* **Aim of the task**
In the records below, begin at the line containing "pub struct NoopNotifier;" and end at the line containing "Components never read"; quote every line in that span exactly, including both boundary lines, and no others.

(Records from a dataset)
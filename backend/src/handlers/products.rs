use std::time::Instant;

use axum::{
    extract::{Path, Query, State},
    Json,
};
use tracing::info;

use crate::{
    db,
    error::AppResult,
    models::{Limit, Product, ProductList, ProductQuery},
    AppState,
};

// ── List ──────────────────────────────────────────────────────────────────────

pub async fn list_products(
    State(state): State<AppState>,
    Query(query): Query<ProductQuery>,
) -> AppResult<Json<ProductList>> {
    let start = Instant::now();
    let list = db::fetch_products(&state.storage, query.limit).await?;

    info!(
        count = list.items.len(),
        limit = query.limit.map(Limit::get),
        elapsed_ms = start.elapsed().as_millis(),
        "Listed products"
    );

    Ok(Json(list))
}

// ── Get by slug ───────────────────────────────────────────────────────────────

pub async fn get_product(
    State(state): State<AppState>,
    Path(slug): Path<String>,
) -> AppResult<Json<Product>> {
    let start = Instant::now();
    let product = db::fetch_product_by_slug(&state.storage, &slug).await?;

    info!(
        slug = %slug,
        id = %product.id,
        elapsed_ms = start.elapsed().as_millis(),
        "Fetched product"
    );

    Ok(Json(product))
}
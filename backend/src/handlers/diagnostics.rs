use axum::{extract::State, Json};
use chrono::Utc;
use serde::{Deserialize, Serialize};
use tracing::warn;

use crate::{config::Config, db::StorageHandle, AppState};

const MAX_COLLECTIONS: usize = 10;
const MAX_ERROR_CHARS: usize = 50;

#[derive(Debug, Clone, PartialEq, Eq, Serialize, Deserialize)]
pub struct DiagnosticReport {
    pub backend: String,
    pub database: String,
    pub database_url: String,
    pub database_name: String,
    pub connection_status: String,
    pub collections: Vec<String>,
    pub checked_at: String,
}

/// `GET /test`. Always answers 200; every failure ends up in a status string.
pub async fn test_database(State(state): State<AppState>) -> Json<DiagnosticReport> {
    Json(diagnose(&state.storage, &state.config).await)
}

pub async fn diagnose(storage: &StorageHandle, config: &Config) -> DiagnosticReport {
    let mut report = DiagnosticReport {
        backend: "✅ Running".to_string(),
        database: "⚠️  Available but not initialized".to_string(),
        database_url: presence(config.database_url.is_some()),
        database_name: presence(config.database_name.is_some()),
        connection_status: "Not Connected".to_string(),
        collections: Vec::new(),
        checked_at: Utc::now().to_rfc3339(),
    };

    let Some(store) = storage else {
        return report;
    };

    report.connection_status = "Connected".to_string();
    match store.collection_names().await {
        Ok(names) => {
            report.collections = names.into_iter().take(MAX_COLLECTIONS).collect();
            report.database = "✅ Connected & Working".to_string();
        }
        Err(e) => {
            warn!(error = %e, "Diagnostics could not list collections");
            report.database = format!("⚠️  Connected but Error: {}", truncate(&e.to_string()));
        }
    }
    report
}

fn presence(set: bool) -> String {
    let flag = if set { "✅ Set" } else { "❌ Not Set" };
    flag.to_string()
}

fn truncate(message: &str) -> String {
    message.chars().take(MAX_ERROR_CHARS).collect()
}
==
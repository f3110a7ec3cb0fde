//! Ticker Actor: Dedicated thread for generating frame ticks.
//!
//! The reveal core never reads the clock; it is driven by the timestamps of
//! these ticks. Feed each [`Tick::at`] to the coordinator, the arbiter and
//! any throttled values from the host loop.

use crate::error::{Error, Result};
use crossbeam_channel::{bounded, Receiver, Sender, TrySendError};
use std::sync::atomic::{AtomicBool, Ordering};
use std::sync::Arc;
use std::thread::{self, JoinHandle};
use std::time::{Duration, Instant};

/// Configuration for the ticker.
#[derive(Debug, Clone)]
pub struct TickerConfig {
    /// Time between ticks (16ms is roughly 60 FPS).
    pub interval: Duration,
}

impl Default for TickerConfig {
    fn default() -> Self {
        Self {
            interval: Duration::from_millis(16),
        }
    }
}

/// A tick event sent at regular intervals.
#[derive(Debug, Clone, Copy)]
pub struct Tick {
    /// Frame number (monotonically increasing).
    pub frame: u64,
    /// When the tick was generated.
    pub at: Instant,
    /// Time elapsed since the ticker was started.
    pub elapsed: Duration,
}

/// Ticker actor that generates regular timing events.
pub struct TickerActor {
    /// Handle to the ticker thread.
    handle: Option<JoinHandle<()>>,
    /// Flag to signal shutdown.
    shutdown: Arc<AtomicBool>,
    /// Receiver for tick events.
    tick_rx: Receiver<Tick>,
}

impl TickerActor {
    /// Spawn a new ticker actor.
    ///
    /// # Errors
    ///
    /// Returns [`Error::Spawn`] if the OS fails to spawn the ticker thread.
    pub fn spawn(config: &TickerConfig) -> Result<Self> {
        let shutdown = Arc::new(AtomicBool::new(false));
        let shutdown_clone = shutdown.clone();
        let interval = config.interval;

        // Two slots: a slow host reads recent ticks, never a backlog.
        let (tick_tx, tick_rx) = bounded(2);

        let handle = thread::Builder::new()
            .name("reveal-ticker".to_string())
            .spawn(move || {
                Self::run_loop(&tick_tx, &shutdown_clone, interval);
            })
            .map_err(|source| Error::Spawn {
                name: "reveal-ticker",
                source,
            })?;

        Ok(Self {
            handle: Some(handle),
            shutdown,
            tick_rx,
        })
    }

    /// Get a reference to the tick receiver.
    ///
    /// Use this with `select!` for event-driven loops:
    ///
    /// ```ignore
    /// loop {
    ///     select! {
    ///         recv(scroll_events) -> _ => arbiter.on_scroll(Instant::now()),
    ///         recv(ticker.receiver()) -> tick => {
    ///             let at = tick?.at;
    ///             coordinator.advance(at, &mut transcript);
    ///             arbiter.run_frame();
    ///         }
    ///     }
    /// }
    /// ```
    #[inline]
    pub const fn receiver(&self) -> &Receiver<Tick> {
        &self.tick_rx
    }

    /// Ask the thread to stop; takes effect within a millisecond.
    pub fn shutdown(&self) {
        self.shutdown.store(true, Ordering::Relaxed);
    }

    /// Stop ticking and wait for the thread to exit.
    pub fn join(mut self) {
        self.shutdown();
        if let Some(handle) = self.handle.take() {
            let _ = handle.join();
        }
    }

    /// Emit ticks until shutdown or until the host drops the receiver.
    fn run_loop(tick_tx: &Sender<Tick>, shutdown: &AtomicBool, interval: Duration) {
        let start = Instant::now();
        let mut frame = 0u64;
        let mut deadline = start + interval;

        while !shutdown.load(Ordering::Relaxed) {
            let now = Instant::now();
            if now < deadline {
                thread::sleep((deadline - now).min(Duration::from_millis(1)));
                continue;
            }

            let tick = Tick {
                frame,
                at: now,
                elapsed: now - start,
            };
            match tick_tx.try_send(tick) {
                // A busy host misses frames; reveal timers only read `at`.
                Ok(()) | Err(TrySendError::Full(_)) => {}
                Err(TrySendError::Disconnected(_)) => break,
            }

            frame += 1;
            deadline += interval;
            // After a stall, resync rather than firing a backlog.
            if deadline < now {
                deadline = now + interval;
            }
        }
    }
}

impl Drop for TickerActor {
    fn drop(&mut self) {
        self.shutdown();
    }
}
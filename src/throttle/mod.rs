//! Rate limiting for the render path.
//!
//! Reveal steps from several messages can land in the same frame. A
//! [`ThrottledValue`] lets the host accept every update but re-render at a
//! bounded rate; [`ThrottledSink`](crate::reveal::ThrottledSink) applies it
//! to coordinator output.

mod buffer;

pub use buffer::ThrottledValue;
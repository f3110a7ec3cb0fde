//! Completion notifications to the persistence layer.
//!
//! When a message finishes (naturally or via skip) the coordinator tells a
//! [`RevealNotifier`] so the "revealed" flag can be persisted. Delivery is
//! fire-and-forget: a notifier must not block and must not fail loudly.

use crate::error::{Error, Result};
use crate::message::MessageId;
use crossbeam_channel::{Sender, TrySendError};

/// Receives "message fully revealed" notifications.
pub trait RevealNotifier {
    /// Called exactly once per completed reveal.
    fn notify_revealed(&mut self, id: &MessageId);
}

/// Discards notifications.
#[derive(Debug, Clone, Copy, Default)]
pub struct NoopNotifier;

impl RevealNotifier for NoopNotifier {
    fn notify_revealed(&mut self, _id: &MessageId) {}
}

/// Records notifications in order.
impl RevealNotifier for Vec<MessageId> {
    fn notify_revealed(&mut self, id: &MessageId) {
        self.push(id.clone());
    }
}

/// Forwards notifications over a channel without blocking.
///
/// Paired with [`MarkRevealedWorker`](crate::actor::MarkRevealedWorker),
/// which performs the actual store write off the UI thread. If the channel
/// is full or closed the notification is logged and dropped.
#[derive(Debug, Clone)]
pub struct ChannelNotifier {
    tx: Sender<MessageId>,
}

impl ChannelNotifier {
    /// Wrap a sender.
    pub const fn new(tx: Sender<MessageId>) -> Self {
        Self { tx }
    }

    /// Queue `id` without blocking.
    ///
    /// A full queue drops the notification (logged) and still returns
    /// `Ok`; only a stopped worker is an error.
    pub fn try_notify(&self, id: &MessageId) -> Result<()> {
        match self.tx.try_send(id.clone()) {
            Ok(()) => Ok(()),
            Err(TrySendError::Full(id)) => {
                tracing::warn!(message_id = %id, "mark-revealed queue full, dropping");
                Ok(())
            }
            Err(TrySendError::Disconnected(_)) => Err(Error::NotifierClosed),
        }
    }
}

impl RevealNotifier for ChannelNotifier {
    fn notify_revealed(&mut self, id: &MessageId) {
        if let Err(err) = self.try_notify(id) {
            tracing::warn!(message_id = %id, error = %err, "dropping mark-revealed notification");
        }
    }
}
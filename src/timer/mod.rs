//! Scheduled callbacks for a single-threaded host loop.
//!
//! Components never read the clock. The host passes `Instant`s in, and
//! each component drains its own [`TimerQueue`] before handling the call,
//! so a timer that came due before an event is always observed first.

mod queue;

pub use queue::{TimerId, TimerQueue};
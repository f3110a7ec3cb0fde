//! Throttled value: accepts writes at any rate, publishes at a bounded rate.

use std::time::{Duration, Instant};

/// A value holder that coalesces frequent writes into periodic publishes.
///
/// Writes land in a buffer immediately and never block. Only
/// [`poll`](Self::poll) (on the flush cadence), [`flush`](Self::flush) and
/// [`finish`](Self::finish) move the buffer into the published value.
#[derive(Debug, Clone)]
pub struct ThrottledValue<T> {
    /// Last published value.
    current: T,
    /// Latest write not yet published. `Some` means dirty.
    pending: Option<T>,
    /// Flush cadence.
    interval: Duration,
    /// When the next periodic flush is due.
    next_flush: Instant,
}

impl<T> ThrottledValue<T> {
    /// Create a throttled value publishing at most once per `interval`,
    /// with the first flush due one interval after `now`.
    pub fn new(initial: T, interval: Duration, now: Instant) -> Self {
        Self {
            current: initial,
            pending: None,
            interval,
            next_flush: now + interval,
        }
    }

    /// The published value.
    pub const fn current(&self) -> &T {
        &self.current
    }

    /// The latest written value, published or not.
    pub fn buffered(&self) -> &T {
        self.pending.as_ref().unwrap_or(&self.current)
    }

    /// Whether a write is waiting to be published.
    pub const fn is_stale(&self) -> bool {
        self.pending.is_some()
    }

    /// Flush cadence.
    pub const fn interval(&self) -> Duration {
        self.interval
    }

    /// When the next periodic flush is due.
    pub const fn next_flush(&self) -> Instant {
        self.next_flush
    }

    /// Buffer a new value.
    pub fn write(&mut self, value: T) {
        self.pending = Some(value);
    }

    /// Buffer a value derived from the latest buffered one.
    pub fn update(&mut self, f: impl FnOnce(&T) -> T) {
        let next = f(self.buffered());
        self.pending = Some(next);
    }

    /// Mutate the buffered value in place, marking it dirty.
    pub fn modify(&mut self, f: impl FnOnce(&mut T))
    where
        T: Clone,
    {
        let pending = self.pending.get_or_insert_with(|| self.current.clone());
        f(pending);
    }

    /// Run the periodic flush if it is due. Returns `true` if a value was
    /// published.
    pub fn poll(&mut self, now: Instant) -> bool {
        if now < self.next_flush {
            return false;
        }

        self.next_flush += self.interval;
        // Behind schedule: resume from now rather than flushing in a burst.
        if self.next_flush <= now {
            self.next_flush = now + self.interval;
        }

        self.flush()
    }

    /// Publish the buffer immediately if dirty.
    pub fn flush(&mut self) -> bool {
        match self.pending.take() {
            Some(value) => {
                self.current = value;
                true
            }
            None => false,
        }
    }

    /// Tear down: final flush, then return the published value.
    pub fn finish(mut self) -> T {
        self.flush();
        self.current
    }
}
---
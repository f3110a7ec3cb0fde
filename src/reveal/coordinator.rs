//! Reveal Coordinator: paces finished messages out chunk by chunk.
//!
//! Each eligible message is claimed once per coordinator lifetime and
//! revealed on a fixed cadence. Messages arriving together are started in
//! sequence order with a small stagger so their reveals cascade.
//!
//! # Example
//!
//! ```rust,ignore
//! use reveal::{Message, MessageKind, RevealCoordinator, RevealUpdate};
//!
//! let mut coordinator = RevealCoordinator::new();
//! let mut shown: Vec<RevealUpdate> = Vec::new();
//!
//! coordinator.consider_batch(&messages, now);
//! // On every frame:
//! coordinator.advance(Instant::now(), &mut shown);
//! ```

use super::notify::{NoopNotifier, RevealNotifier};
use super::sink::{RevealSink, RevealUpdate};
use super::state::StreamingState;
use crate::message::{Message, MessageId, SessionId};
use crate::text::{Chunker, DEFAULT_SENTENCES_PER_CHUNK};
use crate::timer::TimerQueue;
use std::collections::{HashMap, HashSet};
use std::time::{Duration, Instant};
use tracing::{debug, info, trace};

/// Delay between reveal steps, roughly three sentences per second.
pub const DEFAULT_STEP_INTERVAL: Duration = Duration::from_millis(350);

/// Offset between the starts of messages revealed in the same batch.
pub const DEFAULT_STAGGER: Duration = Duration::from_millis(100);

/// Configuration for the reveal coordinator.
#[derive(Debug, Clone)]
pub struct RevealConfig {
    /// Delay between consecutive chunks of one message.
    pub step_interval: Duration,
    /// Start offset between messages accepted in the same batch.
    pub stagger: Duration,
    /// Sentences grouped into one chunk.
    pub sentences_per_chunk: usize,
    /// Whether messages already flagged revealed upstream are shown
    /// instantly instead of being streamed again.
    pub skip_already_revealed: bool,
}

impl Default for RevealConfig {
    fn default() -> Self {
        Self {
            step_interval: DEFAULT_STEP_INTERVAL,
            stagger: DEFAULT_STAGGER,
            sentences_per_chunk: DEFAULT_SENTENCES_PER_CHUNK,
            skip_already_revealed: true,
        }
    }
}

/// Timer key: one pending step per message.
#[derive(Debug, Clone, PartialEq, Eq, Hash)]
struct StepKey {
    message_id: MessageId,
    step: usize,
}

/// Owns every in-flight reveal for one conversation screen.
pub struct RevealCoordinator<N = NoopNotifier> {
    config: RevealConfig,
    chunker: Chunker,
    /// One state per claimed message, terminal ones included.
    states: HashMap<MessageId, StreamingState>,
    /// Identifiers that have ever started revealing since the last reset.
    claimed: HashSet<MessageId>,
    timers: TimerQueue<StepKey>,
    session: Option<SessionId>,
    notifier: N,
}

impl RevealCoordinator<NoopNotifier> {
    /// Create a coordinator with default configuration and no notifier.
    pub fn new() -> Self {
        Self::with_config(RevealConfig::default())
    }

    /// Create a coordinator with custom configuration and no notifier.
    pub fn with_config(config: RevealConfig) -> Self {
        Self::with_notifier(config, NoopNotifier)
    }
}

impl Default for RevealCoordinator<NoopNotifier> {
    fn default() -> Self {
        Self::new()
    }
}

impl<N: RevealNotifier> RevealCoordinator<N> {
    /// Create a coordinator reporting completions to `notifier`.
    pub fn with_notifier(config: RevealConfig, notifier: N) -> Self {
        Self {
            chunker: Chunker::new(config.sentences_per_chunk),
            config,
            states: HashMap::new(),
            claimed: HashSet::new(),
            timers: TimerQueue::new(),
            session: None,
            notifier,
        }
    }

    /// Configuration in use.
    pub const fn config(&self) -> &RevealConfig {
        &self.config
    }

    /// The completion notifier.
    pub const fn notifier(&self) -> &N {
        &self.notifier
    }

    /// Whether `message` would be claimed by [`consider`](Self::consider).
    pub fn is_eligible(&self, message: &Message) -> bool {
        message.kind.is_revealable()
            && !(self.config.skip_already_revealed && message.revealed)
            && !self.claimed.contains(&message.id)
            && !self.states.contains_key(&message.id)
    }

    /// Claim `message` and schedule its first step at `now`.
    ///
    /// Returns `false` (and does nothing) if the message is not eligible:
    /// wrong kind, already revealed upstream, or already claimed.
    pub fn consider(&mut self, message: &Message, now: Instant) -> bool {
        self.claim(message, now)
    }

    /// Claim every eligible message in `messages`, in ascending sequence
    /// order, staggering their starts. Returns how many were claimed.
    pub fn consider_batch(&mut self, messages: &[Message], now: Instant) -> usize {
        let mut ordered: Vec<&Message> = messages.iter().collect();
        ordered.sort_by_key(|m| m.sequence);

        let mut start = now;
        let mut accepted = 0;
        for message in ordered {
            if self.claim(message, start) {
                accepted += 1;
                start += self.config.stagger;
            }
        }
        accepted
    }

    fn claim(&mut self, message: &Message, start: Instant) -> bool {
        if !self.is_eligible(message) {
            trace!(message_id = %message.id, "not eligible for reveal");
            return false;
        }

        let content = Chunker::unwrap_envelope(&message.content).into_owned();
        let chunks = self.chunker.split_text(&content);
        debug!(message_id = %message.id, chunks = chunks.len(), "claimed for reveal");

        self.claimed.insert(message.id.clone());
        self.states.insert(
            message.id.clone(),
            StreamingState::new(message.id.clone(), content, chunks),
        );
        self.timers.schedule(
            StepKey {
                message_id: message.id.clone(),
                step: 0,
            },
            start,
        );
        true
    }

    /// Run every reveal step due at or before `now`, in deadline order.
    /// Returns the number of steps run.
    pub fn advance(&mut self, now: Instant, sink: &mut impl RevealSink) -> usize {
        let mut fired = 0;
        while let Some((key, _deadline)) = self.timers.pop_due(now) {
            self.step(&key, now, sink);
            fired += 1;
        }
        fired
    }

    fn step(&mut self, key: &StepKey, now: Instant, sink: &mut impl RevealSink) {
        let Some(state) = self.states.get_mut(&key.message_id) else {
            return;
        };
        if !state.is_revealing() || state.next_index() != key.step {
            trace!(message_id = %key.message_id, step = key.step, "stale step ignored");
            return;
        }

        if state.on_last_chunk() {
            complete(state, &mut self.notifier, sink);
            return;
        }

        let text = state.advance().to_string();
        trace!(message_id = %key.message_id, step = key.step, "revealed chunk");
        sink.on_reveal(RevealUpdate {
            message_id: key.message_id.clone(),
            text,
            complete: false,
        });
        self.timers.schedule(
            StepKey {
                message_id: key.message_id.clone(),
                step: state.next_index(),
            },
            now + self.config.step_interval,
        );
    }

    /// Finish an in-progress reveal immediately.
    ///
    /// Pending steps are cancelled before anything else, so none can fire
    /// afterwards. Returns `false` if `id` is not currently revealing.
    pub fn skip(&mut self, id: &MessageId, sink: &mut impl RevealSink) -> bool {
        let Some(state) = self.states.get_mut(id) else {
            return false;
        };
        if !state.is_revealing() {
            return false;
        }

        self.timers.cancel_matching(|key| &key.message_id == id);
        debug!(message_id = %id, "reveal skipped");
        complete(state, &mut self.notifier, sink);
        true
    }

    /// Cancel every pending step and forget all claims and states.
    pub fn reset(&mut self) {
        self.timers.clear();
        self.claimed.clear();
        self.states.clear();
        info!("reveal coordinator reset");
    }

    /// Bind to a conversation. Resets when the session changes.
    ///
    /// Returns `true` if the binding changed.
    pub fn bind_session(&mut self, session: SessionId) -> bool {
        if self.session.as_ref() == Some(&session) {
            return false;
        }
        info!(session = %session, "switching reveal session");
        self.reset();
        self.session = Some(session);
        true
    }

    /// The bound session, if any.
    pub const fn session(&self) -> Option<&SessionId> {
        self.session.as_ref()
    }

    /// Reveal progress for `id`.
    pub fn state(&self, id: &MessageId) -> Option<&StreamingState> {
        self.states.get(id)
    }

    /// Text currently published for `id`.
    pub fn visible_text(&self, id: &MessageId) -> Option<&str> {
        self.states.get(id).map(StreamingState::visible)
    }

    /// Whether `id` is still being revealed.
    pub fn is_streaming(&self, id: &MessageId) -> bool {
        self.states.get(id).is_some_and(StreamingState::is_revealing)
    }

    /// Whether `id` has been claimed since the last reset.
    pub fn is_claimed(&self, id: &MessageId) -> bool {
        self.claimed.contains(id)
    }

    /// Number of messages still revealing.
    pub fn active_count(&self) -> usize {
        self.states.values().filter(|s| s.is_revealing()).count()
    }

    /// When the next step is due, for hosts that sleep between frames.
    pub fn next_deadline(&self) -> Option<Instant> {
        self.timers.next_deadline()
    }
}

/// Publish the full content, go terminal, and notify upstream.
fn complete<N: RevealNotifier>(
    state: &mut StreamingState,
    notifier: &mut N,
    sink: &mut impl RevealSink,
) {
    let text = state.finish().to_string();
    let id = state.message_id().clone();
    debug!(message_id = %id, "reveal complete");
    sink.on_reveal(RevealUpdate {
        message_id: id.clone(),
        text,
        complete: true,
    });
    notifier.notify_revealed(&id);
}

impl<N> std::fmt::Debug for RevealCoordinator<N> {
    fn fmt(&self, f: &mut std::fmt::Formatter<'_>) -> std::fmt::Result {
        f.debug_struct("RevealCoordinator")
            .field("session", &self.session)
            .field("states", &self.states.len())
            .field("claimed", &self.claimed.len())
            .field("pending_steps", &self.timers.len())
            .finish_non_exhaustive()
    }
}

* **Output below**
pub struct NoopNotifier;

impl RevealNotifier for NoopNotifier {
    fn notify_revealed(&mut self, _id: &MessageId) {}
}

/// Records notifications in order.
impl RevealNotifier for Vec<MessageId> {
    fn notify_revealed(&mut self, id: &MessageId) {
        self.push(id.clone());
    }
}

/// Forwards notifications over a channel without blocking.
///
/// Paired with [`MarkRevealedWorker`](crate::actor::MarkRevealedWorker),
/// which performs the actual store write off the UI thread. If the channel
/// is full or closed the notification is logged and dropped.
#[derive(Debug, Clone)]
pub struct ChannelNotifier {
    tx: Sender<MessageId>,
}

impl ChannelNotifier {
    /// Wrap a sender.
    pub const fn new(tx: Sender<MessageId>) -> Self {
        Self { tx }
    }

    /// Queue `id` without blocking.
    ///
    /// A full queue drops the notification (logged) and still returns
    /// `Ok`; only a stopped worker is an error.
    pub fn try_notify(&self, id: &MessageId) -> Result<()> {
        match self.tx.try_send(id.clone()) {
            Ok(()) => Ok(()),
            Err(TrySendError::Full(id)) => {
                tracing::warn!(message_id = %id, "mark-revealed queue full, dropping");
                Ok(())
            }
            Err(TrySendError::Disconnected(_)) => Err(Error::NotifierClosed),
        }
    }
}

impl RevealNotifier for ChannelNotifier {
    fn notify_revealed(&mut self, id: &MessageId) {
        if let Err(err) = self.try_notify(id) {
            tracing::warn!(message_id = %id, error = %err, "dropping mark-revealed notification");
        }
    }
}
filename src/timer/mod.rs
//! Scheduled callbacks for a single-threaded host loop.
//!
//! Components never read the clock. The host passes `Instant`s in, and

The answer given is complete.